Alchichica is a unique Mexican hyposaline (8.3–9 g l^-1; Na-Mg and Cl-HCO₃) and alkaline (pH = 8.8–10.0) aquatic system characterized by endemic biota and distinctive features such a tufa towers ring. Among the endemic biota there have been described the atherinid fish Poblana alchichica 16, the ambystomatid salamander Ambystoma taylorii 17, the isopod Caecidotea williamsi 18, and more recently the centric diatom Cyclotella alchichicana 19.

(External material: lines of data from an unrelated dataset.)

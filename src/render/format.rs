//! Display-level transforms.
//!
//! Fixed mapping tables and formatting helpers; the data model keeps
//! fractions and short codes, this module turns them into what the user
//! sees. No business logic.

use crate::models::{
    AdjustmentDirection, DosageAdjustment, Impact, Phenotype, RiskLabel, Severity,
};

/// Fixed color buckets used by the badge styling.
#[derive(Debug, Clone, Copy, PartialEq, Eq)]
pub enum ColorCategory {
    Green,
    Amber,
    Red,
    Neutral,
}

impl ColorCategory {
    /// CSS class for a badge in this bucket.
    pub fn badge_class(self) -> &'static str {
        match self {
            Self::Green => "badge badge-green",
            Self::Amber => "badge badge-amber",
            Self::Red => "badge badge-red",
            Self::Neutral => "badge badge-neutral",
        }
    }
}

/// Phenotype code → human label.
pub fn phenotype_label(phenotype: Phenotype) -> &'static str {
    match phenotype {
        Phenotype::Pm => "Poor Metabolizer",
        Phenotype::Im => "Intermediate Metabolizer",
        Phenotype::Nm => "Normal Metabolizer",
        Phenotype::Rm => "Rapid Metabolizer",
        Phenotype::Urm => "Ultra-Rapid Metabolizer",
        Phenotype::Unknown => "Unknown",
    }
}

pub fn risk_color(label: RiskLabel) -> ColorCategory {
    match label {
        RiskLabel::Safe => ColorCategory::Green,
        RiskLabel::AdjustDosage => ColorCategory::Amber,
        RiskLabel::Toxic | RiskLabel::Ineffective => ColorCategory::Red,
    }
}

pub fn severity_color(severity: Severity) -> ColorCategory {
    match severity {
        Severity::None | Severity::Low => ColorCategory::Neutral,
        Severity::Moderate => ColorCategory::Amber,
        Severity::High | Severity::Critical => ColorCategory::Red,
    }
}

pub fn impact_color(impact: Impact) -> ColorCategory {
    match impact {
        Impact::High => ColorCategory::Red,
        Impact::Moderate => ColorCategory::Amber,
        Impact::Low => ColorCategory::Neutral,
    }
}

pub fn phenotype_color(phenotype: Phenotype) -> ColorCategory {
    match phenotype {
        Phenotype::Pm => ColorCategory::Red,
        Phenotype::Im => ColorCategory::Amber,
        Phenotype::Nm => ColorCategory::Green,
        Phenotype::Rm | Phenotype::Urm | Phenotype::Unknown => ColorCategory::Neutral,
    }
}

/// Fraction → percent string with one-decimal rounding: 0.97 → "97.0%".
pub fn format_percent(fraction: f64) -> String {
    format!("{:.1}%", fraction * 100.0)
}

/// Fraction → whole percent string: 0.914 → "91%".
pub fn format_percent_whole(fraction: f64) -> String {
    format!("{:.0}%", fraction * 100.0)
}

/// Capitalize the first character: "critical" → "Critical".
pub fn capitalize(text: &str) -> String {
    let mut chars = text.chars();
    match chars.next() {
        Some(first) => first.to_uppercase().collect::<String>() + chars.as_str(),
        None => String::new(),
    }
}

/// Dosage adjustment → phrase: factor 0.25 decrease → "Reduce by 75%".
pub fn dosage_phrase(adjustment: &DosageAdjustment) -> String {
    let verb = match adjustment.direction {
        AdjustmentDirection::Decrease => "Reduce",
        AdjustmentDirection::Increase => "Increase",
    };
    let percent = ((1.0 - adjustment.factor).abs() * 100.0).round();
    format!("{verb} by {percent:.0}%")
}

/// ISO-8601 instant → compact display form; unparseable input passes
/// through verbatim rather than failing the page.
pub fn format_timestamp(raw: &str) -> String {
    match chrono::DateTime::parse_from_rfc3339(raw) {
        Ok(instant) => instant
            .with_timezone(&chrono::Utc)
            .format("%Y-%m-%d %H:%M UTC")
            .to_string(),
        Err(_) => raw.to_string(),
    }
}

#[cfg(test)]
mod tests {
    use super::*;

    #[test]
    fn phenotype_labels_match_mapping_table() {
        assert_eq!(phenotype_label(Phenotype::Pm), "Poor Metabolizer");
        assert_eq!(phenotype_label(Phenotype::Im), "Intermediate Metabolizer");
        assert_eq!(phenotype_label(Phenotype::Nm), "Normal Metabolizer");
        assert_eq!(phenotype_label(Phenotype::Rm), "Rapid Metabolizer");
        assert_eq!(phenotype_label(Phenotype::Urm), "Ultra-Rapid Metabolizer");
        assert_eq!(phenotype_label(Phenotype::Unknown), "Unknown");
    }

    #[test]
    fn confidence_renders_with_one_decimal() {
        assert_eq!(format_percent(0.97), "97.0%");
        assert_eq!(format_percent(0.945), "94.5%");
        assert_eq!(format_percent(1.0), "100.0%");
        assert_eq!(format_percent(0.0), "0.0%");
    }

    #[test]
    fn whole_percent_rounds() {
        assert_eq!(format_percent_whole(0.914), "91%");
        assert_eq!(format_percent_whole(0.97), "97%");
    }

    #[test]
    fn risk_label_color_buckets() {
        assert_eq!(risk_color(RiskLabel::Safe), ColorCategory::Green);
        assert_eq!(risk_color(RiskLabel::AdjustDosage), ColorCategory::Amber);
        assert_eq!(risk_color(RiskLabel::Toxic), ColorCategory::Red);
        assert_eq!(risk_color(RiskLabel::Ineffective), ColorCategory::Red);
    }

    #[test]
    fn phenotype_color_buckets() {
        assert_eq!(phenotype_color(Phenotype::Pm), ColorCategory::Red);
        assert_eq!(phenotype_color(Phenotype::Nm), ColorCategory::Green);
        assert_eq!(phenotype_color(Phenotype::Im), ColorCategory::Amber);
        assert_eq!(phenotype_color(Phenotype::Urm), ColorCategory::Neutral);
    }

    #[test]
    fn severity_and_impact_color_buckets() {
        assert_eq!(severity_color(Severity::None), ColorCategory::Neutral);
        assert_eq!(severity_color(Severity::Moderate), ColorCategory::Amber);
        assert_eq!(severity_color(Severity::Critical), ColorCategory::Red);
        assert_eq!(impact_color(Impact::High), ColorCategory::Red);
        assert_eq!(impact_color(Impact::Low), ColorCategory::Neutral);
    }

    #[test]
    fn capitalizes_severity_strings() {
        assert_eq!(capitalize("critical"), "Critical");
        assert_eq!(capitalize("none"), "None");
        assert_eq!(capitalize(""), "");
    }

    #[test]
    fn dosage_phrases() {
        let decrease = DosageAdjustment {
            factor: 0.25,
            direction: AdjustmentDirection::Decrease,
            rationale: String::new(),
        };
        assert_eq!(dosage_phrase(&decrease), "Reduce by 75%");

        let increase = DosageAdjustment {
            factor: 1.5,
            direction: AdjustmentDirection::Increase,
            rationale: String::new(),
        };
        assert_eq!(dosage_phrase(&increase), "Increase by 50%");
    }

    #[test]
    fn timestamps_render_compactly() {
        assert_eq!(
            format_timestamp("2026-02-19T14:32:00.000Z"),
            "2026-02-19 14:32 UTC"
        );
    }

    #[test]
    fn unparseable_timestamp_passes_through() {
        assert_eq!(format_timestamp("yesterday"), "yesterday");
    }
}
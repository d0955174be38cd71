use std::collections::BTreeMap;

use serde::{Deserialize, Serialize};
use serde_json::{Map, Value};

/// A flat record from one of the data files, keyed by `person_id` or `job_id`.
pub type Record = Map<String, Value>;

/// The named record collections loaded from the data directory.
#[derive(Debug, Clone, Copy, PartialEq, Eq, Hash, Serialize)]
#[serde(rename_all = "snake_case")]
pub enum Collection {
    Resumes,
    Linkedin,
    Github,
    Leetcode,
    CandidateText,
    Jobs,
}

impl Collection {
    pub const ALL: [Collection; 6] = [
        Collection::Resumes,
        Collection::Linkedin,
        Collection::Github,
        Collection::Leetcode,
        Collection::CandidateText,
        Collection::Jobs,
    ];

    pub fn file_name(self) -> &'static str {
        match self {
            Collection::Resumes => "resume.json",
            Collection::Linkedin => "linkedin.json",
            Collection::Github => "github.json",
            Collection::Leetcode => "leetcode.json",
            Collection::CandidateText => "candidate_text.json",
            Collection::Jobs => "jd.json",
        }
    }

    /// The identifier field records in this collection are keyed by.
    pub fn id_field(self) -> &'static str {
        match self {
            Collection::Jobs => "job_id",
            _ => "person_id",
        }
    }
}

/// One row of `market_intelligence.json` → `roles`.
#[derive(Debug, Clone, Default, Serialize, Deserialize)]
pub struct MarketRole {
    #[serde(default)]
    pub role: String,
    #[serde(default)]
    pub location: String,
    #[serde(default)]
    pub seniority: String,
    #[serde(default)]
    pub openings: u64,
    #[serde(default)]
    pub talent_supply_index: f64,
    #[serde(default)]
    pub salary_samples_inr_lpa: Vec<f64>,
    /// Sourcing channel name → effectiveness score.
    #[serde(default)]
    pub channels: BTreeMap<String, f64>,
}

/// Contents of `market_intelligence.json`.
#[derive(Debug, Clone, Default, Serialize, Deserialize)]
pub struct MarketData {
    #[serde(default)]
    pub updated_at: Option<Value>,
    #[serde(default)]
    pub roles: Vec<MarketRole>,
}

#[cfg(test)]
mod tests {
    use super::*;

    #[test]
    fn test_market_role_defaults_missing_fields() {
        let role: MarketRole =
            serde_json::from_str(r#"{"role": "Backend Engineer", "openings": 12}"#).unwrap();
        assert_eq!(role.role, "Backend Engineer");
        assert_eq!(role.openings, 12);
        assert!(role.salary_samples_inr_lpa.is_empty());
        assert!(role.channels.is_empty());
    }

    #[test]
    fn test_market_data_deserializes() {
        let json = r#"{
            "updated_at": "2025-09-01",
            "roles": [{
                "role": "Backend Engineer",
                "location": "Bengaluru, IN",
                "seniority": "Mid",
                "openings": 40,
                "talent_supply_index": 0.62,
                "salary_samples_inr_lpa": [18, 22.5, 30],
                "channels": {"LinkedIn": 0.8, "Referrals": 0.9}
            }]
        }"#;
        let data: MarketData = serde_json::from_str(json).unwrap();
        assert_eq!(data.roles.len(), 1);
        assert_eq!(data.roles[0].salary_samples_inr_lpa, vec![18.0, 22.5, 30.0]);
        assert_eq!(data.roles[0].channels.get("Referrals"), Some(&0.9));
        assert_eq!(data.updated_at, Some(Value::from("2025-09-01")));
    }

    #[test]
    fn test_collection_id_fields() {
        assert_eq!(Collection::Jobs.id_field(), "job_id");
        assert_eq!(Collection::Leetcode.id_field(), "person_id");
    }
}
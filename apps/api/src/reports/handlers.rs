use axum::{
    extract::{Path, State},
    Json,
};
use serde_json::Value;

use crate::errors::AppError;
use crate::reports::ReportKey;
use crate::state::AppState;

/// GET /api/v1/reports/:person_id/:job_id
///
/// Returns the merged report saved by the last run for the pair.
pub async fn handle_get_report(
    State(state): State<AppState>,
    Path((person_id, job_id)): Path<(String, String)>,
) -> Result<Json<Value>, AppError> {
    let key = ReportKey::orchestrated(&person_id, &job_id);
    state
        .sink
        .load(&key)
        .await?
        .map(Json)
        .ok_or_else(|| AppError::NotFound(format!("No report stored for {person_id} / {job_id}")))
}
use axum::{extract::State, Json};
use serde_json::{json, Value};

use crate::state::AppState;

/// GET /health
/// Returns service version and how much data the store holds.
pub async fn health_handler(State(state): State<AppState>) -> Json<Value> {
    Json(json!({
        "status": "ok",
        "version": env!("CARGO_PKG_VERSION"),
        "service": env!("CARGO_PKG_NAME"),
        "candidates": state.store.person_ids().len(),
        "jobs": state.store.job_ids().len(),
        "market_rows": state.store.market().roles.len(),
    }))
}
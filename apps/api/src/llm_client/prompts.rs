// Shared prompt fragments. Each agent builds its own prompt in agents/prompts.rs
// and appends these where it needs them.

/// Appended to every prompt that expects a JSON answer.
pub const JSON_ONLY_INSTRUCTION: &str = "Return ONLY valid JSON. \
    Do NOT include any text outside the JSON. \
    Do NOT use markdown code fences. \
    Do NOT include comments, explanations or apologies.";

/// Guards candidate-facing analyses against demographic inference.
pub const FAIRNESS_INSTRUCTION: &str = "\
    Judge only job-relevant evidence. Strictly avoid demographic or affinity biases: \
    do not infer or mention age, gender, ethnicity, religion, nationality or family status.";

Sampling took place at mid-day monthly at the central and deepest part of the lake during 2001. In situ profiles of temperature, dissolved oxygen, pH and conductivity (K₂₅) were obtained with a calibrated Hydrolab^® DS3/SVR3 multiparameter water-quality data logger and logging system (discrete readings every meter). Ten water samples (depth 2, 5, 10, 15, 20, 25, 30, 40, 50 and 60 m deep) for phytoplankton analysis were obtained with a 6-liter Niskin-type water sampler. Two 500 ml sub-samples from each sampling depth were fixed, one with 4% formaldehyde and the other with Lugol's solution (1%). Phytoplankton were counted in 50 ml settling chamber with a Zeiss inverted microscope D following the Utermöhl method 2021. Valves of C. choctawhatcheeana were counted at a magnification of 806×. Additional material was cleaned through acid oxidation. Aliquots were dried onto cover slips and mounted in Naphrax 22. Slides were examined by phase-contrast microscopy. Microphotographs were taken with a Nikon Lobophot-2 photomicroscope. For scanning electron microscopy (SEM), cover slips with the dried material were mounted on aluminum stubs and coated with pure silver. We used a JEOL JSM-5200 microscope (working distance 10 mm, accelerating voltage 25 kV). For the description of the valve morphology we followed the terminology in 32324.

Morphological traits included for comparison were valve diameter, number and arrangement of the marginal and central fultoportulae (strutted processes), presence of the marginal rimoportula (labiate process), presence of marginal spines, presence of granules, density of striae, and the structure of the central area of the valves.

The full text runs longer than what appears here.